Entries shown START
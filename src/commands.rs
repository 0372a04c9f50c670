//! Pure command-frame builders.
//!
//! Builders return unframed payloads; the controller appends the trailing
//! checksum byte via [`crate::FrameCodec::encode_command`]. The `RAW_*`
//! literals are complete frames that already embed their checksum and must be
//! sent through `send`, not `send_command`.

use crate::error::CommandError;

/// Status-indicator on, complete frame.
pub const RAW_STATUS_ON: [u8; 4] = [0x00, 0x04, 0x00, 0x04];
/// Status-indicator off, complete frame.
pub const RAW_STATUS_OFF: [u8; 4] = [0x00, 0x04, 0x01, 0x05];
/// All status channels off, complete frame.
pub const RAW_STATUS_ALL_OFF: [u8; 7] = [0x00; 7];
/// Tag power-off, complete frame.
pub const RAW_POWER_OFF: [u8; 4] = [0x00, 0x05, 0x00, 0x05];
/// One-shot GPIO analog-input request, complete frame.
pub const RAW_ANALOG_INPUT_REQUEST: [u8; 5] = [0x01, 0x03, 0x00, 0x01, 0x05];

const MOTION_HOLD_MIN_MS: u16 = 200;
const MOTION_DELAY_MIN_MS: u16 = 500;
const MOTION_TIME_MAX_MS: u16 = 60_000;
const MOTION_MODE_ACTIVE: u8 = 0x03;
const MOTION_MODE_INIT: u8 = 0x10;
const GPIO_PIN_COUNT: u8 = 3;

/// Builds the status-indicator per-channel payload (checksum applied later).
#[must_use]
pub fn status_channels_payload(red: bool, green: bool, blue: bool) -> [u8; 6] {
    [0x00, 0x00, u8::from(red), u8::from(green), u8::from(blue), 0x01]
}

/// LED blink patterns supported by the MESH-100LE tag.
#[derive(Debug, Clone, Copy, Eq, PartialEq, derive_more::Display)]
pub enum LedPattern {
    #[display("blink")]
    Blink,
    #[display("firefly")]
    Firefly,
}

impl LedPattern {
    fn as_wire_byte(self) -> u8 {
        match self {
            Self::Blink => 1,
            Self::Firefly => 2,
        }
    }
}

/// An RGB color as consumers express it, 0-255 per channel.
#[derive(Debug, Clone, Copy, Eq, PartialEq)]
pub struct LedColor {
    pub red: u8,
    pub green: u8,
    pub blue: u8,
}

impl LedColor {
    /// Scales one 0-255 channel into the tag's 0-127 range.
    fn scale(channel: u8) -> u8 {
        u8::try_from((u32::from(channel) * 127 + 127) / 255).unwrap_or(127)
    }
}

/// One LED command for the MESH-100LE tag.
#[derive(Debug, Clone, Copy, Eq, PartialEq)]
pub struct LedCommand {
    pub color: LedColor,
    /// Total display duration in milliseconds; `0xFFFF` means indefinitely.
    pub duration_ms: u16,
    /// On-phase cycle length in milliseconds.
    pub on_cycle_ms: u16,
    /// Off-phase cycle length in milliseconds.
    pub off_cycle_ms: u16,
    pub pattern: LedPattern,
}

impl LedCommand {
    /// A steady light in the given color.
    #[must_use]
    pub fn steady(color: LedColor) -> Self {
        Self {
            color,
            duration_ms: 0xFFFF,
            on_cycle_ms: 0xFFFF,
            off_cycle_ms: 0,
            pattern: LedPattern::Blink,
        }
    }

    /// Encodes the 14-byte LED payload (checksum applied later).
    #[must_use]
    pub fn payload(&self) -> [u8; 14] {
        let duration = self.duration_ms.to_le_bytes();
        let on = self.on_cycle_ms.to_le_bytes();
        let off = self.off_cycle_ms.to_le_bytes();
        [
            0x01,
            0x00,
            LedColor::scale(self.color.red),
            0x00,
            LedColor::scale(self.color.green),
            0x00,
            LedColor::scale(self.color.blue),
            duration[0],
            duration[1],
            on[0],
            on[1],
            off[0],
            off[1],
            self.pattern.as_wire_byte(),
        ]
    }

    /// Encodes the all-channels-off payload.
    #[must_use]
    pub fn off_payload() -> [u8; 14] {
        [
            0x01, 0x00, 0x00, 0x00, 0x00, 0x00, 0x00, 0x00, 0x00, 0x00, 0x00, 0x00, 0x00, 0x01,
        ]
    }
}

/// Live GPIO tag configuration, mirrored locally and pushed on every change.
#[derive(Debug, Clone, Copy, Eq, PartialEq)]
pub struct GpioSettings {
    digital_in_mask: u8,
    digital_out_mask: u8,
    analog_out_level: u8,
    power_out: bool,
    analog_in_enabled: bool,
}

impl Default for GpioSettings {
    fn default() -> Self {
        Self {
            // Monitor all three input pins out of the box.
            digital_in_mask: 0b0000_0111,
            digital_out_mask: 0,
            analog_out_level: 0,
            power_out: false,
            analog_in_enabled: false,
        }
    }
}

impl GpioSettings {
    /// Sets one digital output pin (1-3).
    ///
    /// # Errors
    ///
    /// Returns an error for pins outside 1-3.
    pub fn set_digital_output(&mut self, pin: u8, on: bool) -> Result<(), CommandError> {
        if pin == 0 || pin > GPIO_PIN_COUNT {
            return Err(CommandError::PinOutOfRange { pin });
        }
        let bit = 1 << (pin - 1);
        if on {
            self.digital_out_mask |= bit;
        } else {
            self.digital_out_mask &= !bit;
        }
        Ok(())
    }

    /// Returns the state of one digital output pin (1-3).
    ///
    /// # Errors
    ///
    /// Returns an error for pins outside 1-3.
    pub fn digital_output(&self, pin: u8) -> Result<bool, CommandError> {
        if pin == 0 || pin > GPIO_PIN_COUNT {
            return Err(CommandError::PinOutOfRange { pin });
        }
        Ok(self.digital_out_mask & (1 << (pin - 1)) != 0)
    }

    /// Sets the PWM analog output level (raw 0-255, 255 = 3.0 V).
    pub fn set_analog_output(&mut self, level: u8) {
        self.analog_out_level = level;
    }

    /// Returns the PWM analog output level.
    #[must_use]
    pub fn analog_output(&self) -> u8 {
        self.analog_out_level
    }

    /// Sets the VOUT power-supply flag.
    pub fn set_power_output(&mut self, on: bool) {
        self.power_out = on;
    }

    /// Returns the VOUT power-supply flag.
    #[must_use]
    pub fn power_output(&self) -> bool {
        self.power_out
    }

    /// Enables or disables continuous analog-input reporting.
    pub fn set_analog_input(&mut self, enabled: bool) {
        self.analog_in_enabled = enabled;
    }

    /// Encodes the fixed 10-byte GPIO configuration payload (checksum applied
    /// later). The digital-in mask covers both signal edges.
    #[must_use]
    pub fn config_payload(&self) -> [u8; 10] {
        [
            0x01,
            0x01,
            self.digital_in_mask,
            self.digital_in_mask,
            self.digital_out_mask,
            self.analog_out_level,
            u8::from(self.power_out),
            0x00,
            0x00,
            u8::from(self.analog_in_enabled),
        ]
    }
}

/// Motion tag hold/delay timers, pushed on the connect hook and on change.
#[derive(Debug, Clone, Copy, Eq, PartialEq)]
pub struct MotionSettings {
    hold_ms: u16,
    delay_ms: u16,
}

impl Default for MotionSettings {
    fn default() -> Self {
        Self {
            hold_ms: 500,
            delay_ms: 500,
        }
    }
}

impl MotionSettings {
    /// Sets the detection hold time (200-60000 ms).
    ///
    /// # Errors
    ///
    /// Returns an error for out-of-range values.
    pub fn set_hold_ms(&mut self, hold_ms: u16) -> Result<(), CommandError> {
        if !(MOTION_HOLD_MIN_MS..=MOTION_TIME_MAX_MS).contains(&hold_ms) {
            return Err(CommandError::MotionTimeOutOfRange {
                field: "hold",
                value: hold_ms,
                min: MOTION_HOLD_MIN_MS,
                max: MOTION_TIME_MAX_MS,
            });
        }
        self.hold_ms = hold_ms;
        Ok(())
    }

    /// Sets the re-detection delay time (500-60000 ms).
    ///
    /// # Errors
    ///
    /// Returns an error for out-of-range values.
    pub fn set_delay_ms(&mut self, delay_ms: u16) -> Result<(), CommandError> {
        if !(MOTION_DELAY_MIN_MS..=MOTION_TIME_MAX_MS).contains(&delay_ms) {
            return Err(CommandError::MotionTimeOutOfRange {
                field: "delay",
                value: delay_ms,
                min: MOTION_DELAY_MIN_MS,
                max: MOTION_TIME_MAX_MS,
            });
        }
        self.delay_ms = delay_ms;
        Ok(())
    }

    /// Current hold time in milliseconds.
    #[must_use]
    pub fn hold_ms(&self) -> u16 {
        self.hold_ms
    }

    /// Current delay time in milliseconds.
    #[must_use]
    pub fn delay_ms(&self) -> u16 {
        self.delay_ms
    }

    /// Encodes the motion configuration payload (checksum applied later).
    ///
    /// `init` is set only by the connect hook; reconfigurations mid-session
    /// send the active mode alone.
    #[must_use]
    pub fn config_payload(&self, init: bool) -> [u8; 8] {
        let mut mode = MOTION_MODE_ACTIVE;
        if init {
            mode |= MOTION_MODE_INIT;
        }
        let hold = self.hold_ms.to_le_bytes();
        let delay = self.delay_ms.to_le_bytes();
        [0x01, 0x00, 0x00, mode, hold[0], hold[1], delay[0], delay[1]]
    }
}

/// Encodes the Ambient tag sensor-enable payload (checksum applied later).
#[must_use]
pub fn ambient_enable_payload() -> [u8; 17] {
    let mut payload = [0u8; 17];
    payload[0] = 0x01;
    payload[13] = 0x02;
    payload[14] = 0x02;
    payload[15] = 0x02;
    payload[16] = 0x1C;
    payload
}

/// Encodes the Temperature/Humidity tag sensor-enable payload (checksum
/// applied later).
#[must_use]
pub fn environment_enable_payload() -> [u8; 14] {
    let mut payload = [0u8; 14];
    payload[0] = 0x01;
    payload[13] = 0x1C;
    payload
}

#[cfg(test)]
mod tests {
    use assert_matches::assert_matches;
    use pretty_assertions::assert_eq;
    use rstest::rstest;

    use super::*;

    #[test]
    fn raw_literals_embed_their_checksums() {
        for literal in [
            RAW_STATUS_ON.as_slice(),
            RAW_STATUS_OFF.as_slice(),
            RAW_STATUS_ALL_OFF.as_slice(),
            RAW_POWER_OFF.as_slice(),
            RAW_ANALOG_INPUT_REQUEST.as_slice(),
        ] {
            let (tail, head) = literal.split_last().expect("literals are non-empty");
            assert_eq!(crate::codec::FrameCodec::checksum(head), *tail);
        }
    }

    #[test]
    fn led_steady_white_scales_channels_to_half_range() {
        let command = LedCommand::steady(LedColor {
            red: 255,
            green: 255,
            blue: 255,
        });
        assert_eq!(
            [0x01, 0x00, 127, 0x00, 127, 0x00, 127, 0xFF, 0xFF, 0xFF, 0xFF, 0x00, 0x00, 0x01],
            command.payload()
        );
    }

    #[test]
    fn led_off_payload_zeroes_channels_with_blink_pattern() {
        let payload = LedCommand::off_payload();
        assert_eq!(&[0x00; 5], &payload[2..7]);
        assert_eq!(0x01, payload[13]);
    }

    #[rstest]
    #[case(LedPattern::Blink, 1)]
    #[case(LedPattern::Firefly, 2)]
    fn led_pattern_wire_bytes(#[case] pattern: LedPattern, #[case] expected: u8) {
        assert_eq!(expected, pattern.as_wire_byte());
    }

    #[test]
    fn gpio_config_reflects_output_state() {
        let mut settings = GpioSettings::default();
        settings
            .set_digital_output(2, true)
            .expect("pin 2 is valid");
        settings.set_analog_output(0x80);
        settings.set_power_output(true);
        settings.set_analog_input(true);

        assert_eq!(
            [0x01, 0x01, 0x07, 0x07, 0x02, 0x80, 0x01, 0x00, 0x00, 0x01],
            settings.config_payload()
        );
        assert_eq!(true, settings.digital_output(2).expect("pin 2 is valid"));
        assert_eq!(false, settings.digital_output(1).expect("pin 1 is valid"));
    }

    #[rstest]
    #[case(0)]
    #[case(4)]
    fn gpio_rejects_out_of_range_pins(#[case] pin: u8) {
        let mut settings = GpioSettings::default();
        let result = settings.set_digital_output(pin, true);
        assert_matches!(result, Err(CommandError::PinOutOfRange { pin: observed }) if observed == pin);
    }

    #[test]
    fn motion_config_sets_init_flag_only_on_request() {
        let settings = MotionSettings::default();
        assert_eq!(
            [0x01, 0x00, 0x00, 0x13, 0xF4, 0x01, 0xF4, 0x01],
            settings.config_payload(true)
        );
        assert_eq!(
            [0x01, 0x00, 0x00, 0x03, 0xF4, 0x01, 0xF4, 0x01],
            settings.config_payload(false)
        );
    }

    #[rstest]
    #[case(199)]
    #[case(60_001)]
    fn motion_rejects_out_of_range_hold(#[case] hold_ms: u16) {
        let mut settings = MotionSettings::default();
        let result = settings.set_hold_ms(hold_ms);
        assert_matches!(
            result,
            Err(CommandError::MotionTimeOutOfRange { field: "hold", .. })
        );
    }

    #[test]
    fn ambient_enable_payload_matches_wire_layout() {
        let payload = ambient_enable_payload();
        assert_eq!(17, payload.len());
        assert_eq!(0x01, payload[0]);
        assert_eq!([0x02, 0x02, 0x02, 0x1C], payload[13..17]);
    }

    #[test]
    fn environment_enable_payload_matches_wire_layout() {
        let payload = environment_enable_payload();
        assert_eq!(14, payload.len());
        assert_eq!(0x01, payload[0]);
        assert_eq!(0x1C, payload[13]);
    }
}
Entries shown END
Up to and including the line that contains "and must be", output the records above exactly, beginning with their first line.

#### Expected answer:
filename src/commands.rs
repository 0372a04c9f50c670
//! Pure command-frame builders.
//!
//! Builders return unframed payloads; the controller appends the trailing
//! checksum byte via [`crate::FrameCodec::encode_command`]. The `RAW_*`
//! literals are complete frames that already embed their checksum and must be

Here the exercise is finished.